There is an increasing interest in the patterns of mental health care of people with serious mental illnesses in China, where outpatient and community-based care are not fully developed and long-term hospitalization is still not uncommon. Comparison of sociodemographic and clinical characteristics of long-term and short-term inpatients diagnosed with schizophrenia can be informative about pattern of treatment and their relationship to services needs. Seventy-three long-term schizophrenia inpatients (current length of stay of more than 5 years) were compared to 116 short-term schizophrenia inpatients (current length of stay of 30 days or less) assessed with the Individual Background Questionnaire, the Positive and Negative Syndrome Scale (PANSS) and the Social Support Rating Scale (SSRS).

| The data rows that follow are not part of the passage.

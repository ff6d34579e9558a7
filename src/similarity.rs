//! Cosine similarity of one item against the whole catalog.

use rayon::prelude::*;

use crate::feature_engine::{FeatureMatrix, FeatureVector};
use crate::types::ItemId;

#[inline]
fn dot(a: &FeatureVector, b: &FeatureVector) -> f64 {
    a.iter().zip(b.iter()).map(|(x, y)| x * y).sum()
}

#[inline]
fn l2_norm(v: &FeatureVector) -> f64 {
    dot(v, v).sqrt()
}

/// `a·b / (|a| |b|)`, or 0 when either vector has zero magnitude.
pub fn cosine_similarity(a: &FeatureVector, b: &FeatureVector) -> f64 {
    let denom = l2_norm(a) * l2_norm(b);
    if denom == 0.0 {
        return 0.0;
    }
    (dot(a, b) / denom).clamp(-1.0, 1.0)
}

/// Similarity of `target` to every row of `matrix`, in row order.
///
/// The target's own row is exactly 1.0, even when its vector is degenerate.
/// An id missing from the matrix yields all zeros instead of an error, so a
/// deleted item cannot break the page that asked about it.
pub fn similarity_to(target: ItemId, matrix: &FeatureMatrix) -> Vec<f64> {
    let Some(pos) = matrix.position(target) else {
        return vec![0.0; matrix.len()];
    };
    let anchor = matrix.rows()[pos].1;

    matrix
        .rows()
        .par_iter()
        .enumerate()
        .map(|(row, (_, v))| {
            if row == pos {
                1.0
            } else {
                cosine_similarity(&anchor, v)
            }
        })
        .collect()
}

#[cfg(test)]
mod tests {
    use super::*;
    use crate::feature_engine::extract_features;
    use crate::types::Item;

    #[test]
    fn parallel_vectors_are_identical() {
        let a = [1.0, 2.0, 3.0, 4.0];
        let b = [2.0, 4.0, 6.0, 8.0];
        assert!((cosine_similarity(&a, &b) - 1.0).abs() < 1e-12);
    }

    #[test]
    fn opposite_vectors() {
        let a = [1.0, 0.0, -1.0, 0.5];
        let b = [-1.0, 0.0, 1.0, -0.5];
        assert!((cosine_similarity(&a, &b) + 1.0).abs() < 1e-12);
    }

    #[test]
    fn zero_magnitude_is_zero() {
        assert_eq!(cosine_similarity(&[0.0; 4], &[1.0, 1.0, 1.0, 1.0]), 0.0);
    }

    #[test]
    fn scores_align_with_rows() {
        let items = vec![
            Item::new(10, 500.0, 0.9, 4.5, 1),
            Item::new(20, 520.0, 0.8, 4.0, 1),
            Item::new(30, 50_000.0, 0.1, 2.0, 2),
        ];
        let m = extract_features(&items).unwrap().standardize();
        let sims = similarity_to(10, &m);
        assert_eq!(sims.len(), 3);
        assert_eq!(sims[0], 1.0);
        assert!(sims[1] > 0.5);
        assert!(sims[2] < 0.0);
    }

    #[test]
    fn unknown_target_gives_zeros() {
        let items = vec![Item::new(1, 1.0, 0.1, 1.0, 1), Item::new(2, 2.0, 0.2, 2.0, 2)];
        let m = extract_features(&items).unwrap().standardize();
        assert_eq!(similarity_to(999, &m), vec![0.0, 0.0]);
    }

    #[test]
    fn single_item_is_self_similar() {
        let m = extract_features(&[Item::new(1, 5.0, 0.5, 3.0, 1)]).unwrap().standardize();
        assert_eq!(similarity_to(1, &m), vec![1.0]);
    }
}
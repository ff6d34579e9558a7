//! Exclusion filters applied to a ranked candidate list.
//!
//! Two rules:
//!   - caller exclusions (e.g. items already in the cart)
//!   - items the user already interacted with

use ahash::AHashSet;

use crate::types::{ItemId, RankedCandidate};
use crate::user_profile::UserScoreMap;

/// Result of a filter pass.
#[derive(Debug, Clone, Default, PartialEq)]
pub struct FilterResult {
    /// Accepted candidates, still in rank order.
    pub kept: Vec<RankedCandidate>,
    /// Ids skipped before the limit was reached.
    pub removed: Vec<ItemId>,
}

impl FilterResult {
    pub fn kept_ids(&self) -> Vec<ItemId> {
        self.kept.iter().map(|c| c.item_id).collect()
    }
}

/// Walk `ranked` in order, skipping excluded and already-engaged items,
/// until `limit` candidates are accepted or the list runs out.
pub fn exclusion_filter(
    ranked: Vec<RankedCandidate>,
    exclude: &AHashSet<ItemId>,
    engaged: &UserScoreMap,
    limit: usize,
) -> FilterResult {
    let mut kept = Vec::with_capacity(limit.min(ranked.len()));
    let mut removed = Vec::new();

    for candidate in ranked {
        if kept.len() >= limit {
            break;
        }
        if exclude.contains(&candidate.item_id) || engaged.contains(candidate.item_id) {
            removed.push(candidate.item_id);
            continue;
        }
        kept.push(candidate);
    }

    FilterResult { kept, removed }
}

/// Drop `anchor` from a similarity ranking and keep the next `limit` items.
pub fn without_anchor(ranked: Vec<RankedCandidate>, anchor: ItemId, limit: usize) -> Vec<RankedCandidate> {
    ranked
        .into_iter()
        .filter(|c| c.item_id != anchor)
        .take(limit)
        .collect()
}

#[cfg(test)]
mod tests {
    use super::*;

    fn ranked(ids: &[ItemId]) -> Vec<RankedCandidate> {
        ids.iter()
            .enumerate()
            .map(|(i, &item_id)| RankedCandidate {
                item_id,
                score: 10.0 - i as f64,
            })
            .collect()
    }

    #[test]
    fn skips_excluded_and_engaged() {
        let exclude: AHashSet<ItemId> = [2].into_iter().collect();
        let mut engaged = UserScoreMap::new();
        engaged.add(3, -2.0);
        let res = exclusion_filter(ranked(&[1, 2, 3, 4, 5]), &exclude, &engaged, 3);
        assert_eq!(res.kept_ids(), vec![1, 4, 5]);
        assert_eq!(res.removed, vec![2, 3]);
    }

    #[test]
    fn fewer_than_limit_is_fine() {
        let exclude: AHashSet<ItemId> = [1, 2].into_iter().collect();
        let res = exclusion_filter(ranked(&[1, 2, 3]), &exclude, &UserScoreMap::new(), 6);
        assert_eq!(res.kept_ids(), vec![3]);
    }

    #[test]
    fn zero_limit_keeps_nothing() {
        let res = exclusion_filter(ranked(&[1, 2]), &AHashSet::new(), &UserScoreMap::new(), 0);
        assert!(res.kept.is_empty());
    }

    #[test]
    fn anchor_is_dropped_wherever_it_ranks() {
        let out = without_anchor(ranked(&[4, 7, 1, 2]), 7, 2);
        let ids: Vec<ItemId> = out.iter().map(|c| c.item_id).collect();
        assert_eq!(ids, vec![4, 1]);
    }
}
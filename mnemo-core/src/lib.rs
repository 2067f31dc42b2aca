//! # Mnemo - conversational memory retrieval
//!
//! Mnemo keeps short dialogue turns in a small persisted store and retrieves
//! them with a mix of signals:
//! - Episodic, semantic and hybrid retrieval per conversation
//! - Lexical, cosine, recency and facet scoring with a re-ranking pass
//! - Token-overlap de-duplication of results
//! - TTL expiry and LRU caps that keep the store bounded
//! - A fail-closed PII gate on everything returned
//!
//! ## Quick Start
//!
//! ```rust,no_run
//! use mnemo_core::prelude::*;
//!
//! fn main() -> Result<()> {
//!     let config = MnemoConfig::load()?;
//!     let mut engine = MemoryEngine::open(&config)?;
//!
//!     let record = MemoryRecord::builder("c1", 1, Speaker::User, "Let's meet on Friday")
//!         .pii_masked(true)
//!         .facet(FacetKind::Intent, "plan")
//!         .build()?;
//!     engine.ingest(record)?;
//!
//!     let request = RetrieveRequest::new("c1").with_k(3).with_query("friday plans");
//!     for record in engine.retrieve(&request) {
//!         println!("{}: {}", record.turn, record.text);
//!     }
//!     Ok(())
//! }
//! ```
//!
//! ## Architecture
//!
//! - **Store**: records and vectors in one JSON document, rewritten atomically
//! - **Embeddings**: swappable providers behind [`embeddings::EmbeddingProvider`]
//! - **Scoring**: pure functions plus batch scoring, re-ranking and dedup
//! - **Forget policy**: eviction index persisted beside the store
//! - **Engine**: the facade tying the pieces together

pub mod config;
pub mod embeddings;
pub mod engine;
pub mod error;
pub mod forget;
pub mod persist;
pub mod pii;
pub mod record;
pub mod scoring;
pub mod store;
pub mod text;

/// Current library version
pub const VERSION: &str = env!("CARGO_PKG_VERSION");

/// Re-export commonly used types
pub mod prelude {
    pub use crate::config::{
        ConfigBuilder, EmbeddingProviderKind, EmbeddingsConfig, ForgetConfig, HybridWeights,
        MnemoConfig, RetrievalConfig, StoreConfig,
    };
    pub use crate::embeddings::{
        EmbeddingProvider, EmbeddingProviderFactory, HashedEmbeddings, LexicalEmbeddings,
    };
    pub use crate::engine::{
        ConversationSnapshot, EngineConfig, ForgetRequest, MemoryEngine, RetrievalMode,
        RetrieveFilters, RetrieveRequest,
    };
    pub use crate::error::{MnemoError, Result};
    pub use crate::forget::{CleanupReport, EvictionEntry, ForgetPolicy, RecordState};
    pub use crate::record::{FacetKind, Facets, MemoryKind, MemoryRecord, RecordBuilder, Speaker};
    pub use crate::scoring::{RerankConfig, ScoredRecord, ScoringWeights};
    pub use crate::store::{StoreFilter, VectorStore};
}
//! Error types for Mnemo operations

/// Result type for Mnemo operations
pub type Result<T> = std::result::Result<T, MnemoError>;

/// Error types for the memory engine
#[derive(Debug, thiserror::Error)]
pub enum MnemoError {
    /// Malformed record rejected at construction
    #[error("Validation error: {0}")]
    Validation(String),

    /// Persisting the store or eviction index failed
    #[error("Storage error: {0}")]
    Storage(String),

    /// Configuration error
    #[error("Configuration error: {0}")]
    Configuration(String),

    /// Serialization error
    #[error("Serialization error: {0}")]
    Serialization(#[from] serde_json::Error),

    /// IO error
    #[error("IO error: {0}")]
    Io(#[from] std::io::Error),
}

impl MnemoError {
    /// Shorthand for a validation failure
    pub fn validation(msg: impl Into<String>) -> Self {
        MnemoError::Validation(msg.into())
    }

    /// Whether this error came from record validation
    pub fn is_validation(&self) -> bool {
        matches!(self, MnemoError::Validation(_))
    }
}

impl From<tempfile::PersistError> for MnemoError {
    fn from(err: tempfile::PersistError) -> Self {
        MnemoError::Storage(format!("atomic rename failed: {}", err.error))
    }
}
//! Factory for creating embedding providers from configuration

use std::sync::Arc;

use crate::config::{EmbeddingProviderKind, EmbeddingsConfig};
use crate::embeddings::providers::{EmbeddingProvider, HashedEmbeddings, LexicalEmbeddings};
use crate::error::{MnemoError, Result};

/// Factory for creating embedding providers
pub struct EmbeddingProviderFactory;

impl EmbeddingProviderFactory {
    /// Create an embedding provider from configuration
    ///
    /// # Errors
    ///
    /// Returns an error if the configured dimension is zero
    pub fn create(config: &EmbeddingsConfig) -> Result<Arc<dyn EmbeddingProvider>> {
        if config.dimension == 0 {
            return Err(MnemoError::Configuration(
                "embedding dimension must be positive".to_string(),
            ));
        }

        let provider: Arc<dyn EmbeddingProvider> = match config.provider {
            EmbeddingProviderKind::Lexical => Arc::new(LexicalEmbeddings::new(config.dimension)),
            EmbeddingProviderKind::Hashed => Arc::new(HashedEmbeddings::new(config.dimension)),
        };

        tracing::debug!(
            provider = provider.name(),
            dimension = provider.dimension(),
            "Created embedding provider"
        );
        Ok(provider)
    }
}
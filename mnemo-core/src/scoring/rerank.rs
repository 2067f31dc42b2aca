//! Lightweight re-ranking of the head of a scored list

use serde::{Deserialize, Serialize};

use super::{ScoredRecord, cosine_similarity, token_jaccard};
use crate::text::tokenize;

/// Re-ranking parameters
#[derive(Debug, Clone, Copy, PartialEq, Serialize, Deserialize)]
#[serde(default)]
pub struct RerankConfig {
    /// Only this many leading items are re-ranked
    pub top_k: usize,
    /// Boost when the whole query phrase appears in the text
    pub phrase_weight: f64,
    /// Weight of query/text token Jaccard
    pub jaccard_weight: f64,
    /// Upper bound on the combined lexical boost
    pub boost_cap: f64,
    /// Cosine above which two items count as near-duplicates
    pub near_duplicate_threshold: f32,
    /// Penalty per already-selected near-duplicate
    pub near_duplicate_penalty: f64,
}

impl Default for RerankConfig {
    fn default() -> Self {
        Self {
            top_k: 10,
            phrase_weight: 0.10,
            jaccard_weight: 0.10,
            boost_cap: 0.15,
            near_duplicate_threshold: 0.92,
            near_duplicate_penalty: 0.10,
        }
    }
}

/// Capped boost from phrase containment and token overlap
pub fn lexical_overlap_boost(query: &str, text: &str, config: &RerankConfig) -> f64 {
    let query_tokens = tokenize(query);
    if query_tokens.is_empty() {
        return 0.0;
    }

    // Padding keeps the phrase match on token boundaries
    let phrase = format!(" {} ", query_tokens.join(" "));
    let haystack = format!(" {} ", tokenize(text).join(" "));
    let phrase_hit = if haystack.contains(&phrase) { 1.0 } else { 0.0 };

    let boost =
        config.phrase_weight * phrase_hit + config.jaccard_weight * token_jaccard(query, text);
    boost.min(config.boost_cap).max(0.0)
}

/// Penalty for each selected vector the candidate nearly duplicates
pub fn near_duplicate_penalty<'a, I>(
    candidate: Option<&[f32]>,
    selected: I,
    config: &RerankConfig,
) -> f64
where
    I: IntoIterator<Item = &'a [f32]>,
{
    let Some(candidate) = candidate else {
        return 0.0;
    };
    let near = selected
        .into_iter()
        .filter(|other| cosine_similarity(candidate, other) > config.near_duplicate_threshold)
        .count();
    config.near_duplicate_penalty * near as f64
}

/// Re-rank the first `top_k` items and append the rest untouched.
///
/// Each head item is boosted by lexical overlap with the query, then items are
/// picked greedily: every step takes the remaining item with the highest boosted
/// score minus its near-duplicate penalty against what was already picked.
/// Ties go to the earlier item. Picked items carry their adjusted score.
pub fn rerank(query: &str, items: Vec<ScoredRecord>, config: &RerankConfig) -> Vec<ScoredRecord> {
    if items.is_empty() || config.top_k == 0 {
        return items;
    }

    let mut items = items;
    let split = config.top_k.min(items.len());
    let tail = items.split_off(split);

    let mut pool: Vec<(ScoredRecord, f64)> = items
        .into_iter()
        .map(|item| {
            let boosted = item.score + lexical_overlap_boost(query, &item.record.text, config);
            (item, boosted)
        })
        .collect();

    let mut selected: Vec<ScoredRecord> = Vec::with_capacity(pool.len() + tail.len());
    while !pool.is_empty() {
        let mut best_idx = 0;
        let mut best_score = f64::NEG_INFINITY;
        for (idx, (item, boosted)) in pool.iter().enumerate() {
            let penalty = near_duplicate_penalty(
                item.vector.as_deref(),
                selected.iter().filter_map(|s| s.vector.as_deref()),
                config,
            );
            let adjusted = boosted - penalty;
            if adjusted > best_score {
                best_score = adjusted;
                best_idx = idx;
            }
        }

        let (mut item, _) = pool.remove(best_idx);
        item.score = best_score;
        selected.push(item);
    }

    tracing::debug!(reranked = split, appended = tail.len(), "Re-ranked candidates");
    selected.extend(tail);
    selected
}

#[cfg(test)]
mod tests {
    use super::*;
    use crate::record::{MemoryRecord, Speaker};
    use crate::scoring::ScoreComponents;

    fn scored(id: &str, text: &str, score: f64, vector: Option<Vec<f32>>) -> ScoredRecord {
        ScoredRecord {
            record: MemoryRecord::builder("c1", 1, Speaker::User, text)
                .id(id)
                .pii_masked(true)
                .build()
                .unwrap(),
            vector,
            score,
            components: ScoreComponents::default(),
        }
    }

    fn ids(items: &[ScoredRecord]) -> Vec<&str> {
        items.iter().map(|s| s.record.id.as_str()).collect()
    }

    #[test]
    fn test_boost_is_capped() {
        let config = RerankConfig::default();
        let boost = lexical_overlap_boost("dinner plans", "dinner plans", &config);
        assert!((boost - config.boost_cap).abs() < 1e-12);
        assert_eq!(lexical_overlap_boost("", "dinner plans", &config), 0.0);
        assert_eq!(lexical_overlap_boost("garden", "dinner plans", &config), 0.0);
    }

    #[test]
    fn test_phrase_respects_token_boundaries() {
        let config = RerankConfig {
            jaccard_weight: 0.0,
            ..Default::default()
        };
        assert_eq!(lexical_overlap_boost("art", "we went to the party", &config), 0.0);
        assert!(lexical_overlap_boost("the party", "we went to the party", &config) > 0.0);
    }

    #[test]
    fn test_phrase_match_lifts_item() {
        let items = vec![
            scored("a", "something about weather", 0.50, None),
            scored("b", "remember the birthday gift", 0.45, None),
        ];
        let out = rerank("birthday gift", items, &RerankConfig::default());
        assert_eq!(ids(&out), vec!["b", "a"]);
    }

    #[test]
    fn test_near_duplicates_are_spread_out() {
        let same = Some(vec![1.0, 0.0]);
        let other = Some(vec![0.0, 1.0]);
        let items = vec![
            scored("a", "x", 0.80, same.clone()),
            scored("b", "y", 0.78, same),
            scored("c", "z", 0.75, other),
        ];
        let out = rerank("unrelated", items, &RerankConfig::default());
        assert_eq!(ids(&out), vec!["a", "c", "b"]);
    }

    #[test]
    fn test_tail_is_appended_in_order() {
        let items: Vec<_> = (0..5)
            .map(|i| scored(&format!("r{i}"), "text", 1.0 - i as f64 * 0.1, None))
            .collect();
        let config = RerankConfig {
            top_k: 2,
            ..Default::default()
        };
        let out = rerank("query", items, &config);
        assert_eq!(ids(&out), vec!["r0", "r1", "r2", "r3", "r4"]);
        assert!((out[4].score - 0.6).abs() < 1e-12);
    }

    #[test]
    fn test_empty_input() {
        assert!(rerank("q", Vec::new(), &RerankConfig::default()).is_empty());
    }
}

There was no significant difference between the groups on the total PANSS symptom score but the short-term inpatients scored significantly higher than their long-term counterparts on the Positive Syndrome sub-scale and the SSRS and lower on the Negative Syndrome sub-scale. Differences in symptomatology and social functioning may be related to better medication adherence and more extended social isolation among long-term inpatients while the increased positive symptoms are likely to reflect more acute disease process in short-term inpatients, and possibly poorer medication adherence. These differences may be especially pronounced in developing countries like China in which community-based services need to be more fully developed to facilitate medication adherence and prevent relapse, and to support community adjustment of socially isolated patients who otherwise require hospitalization.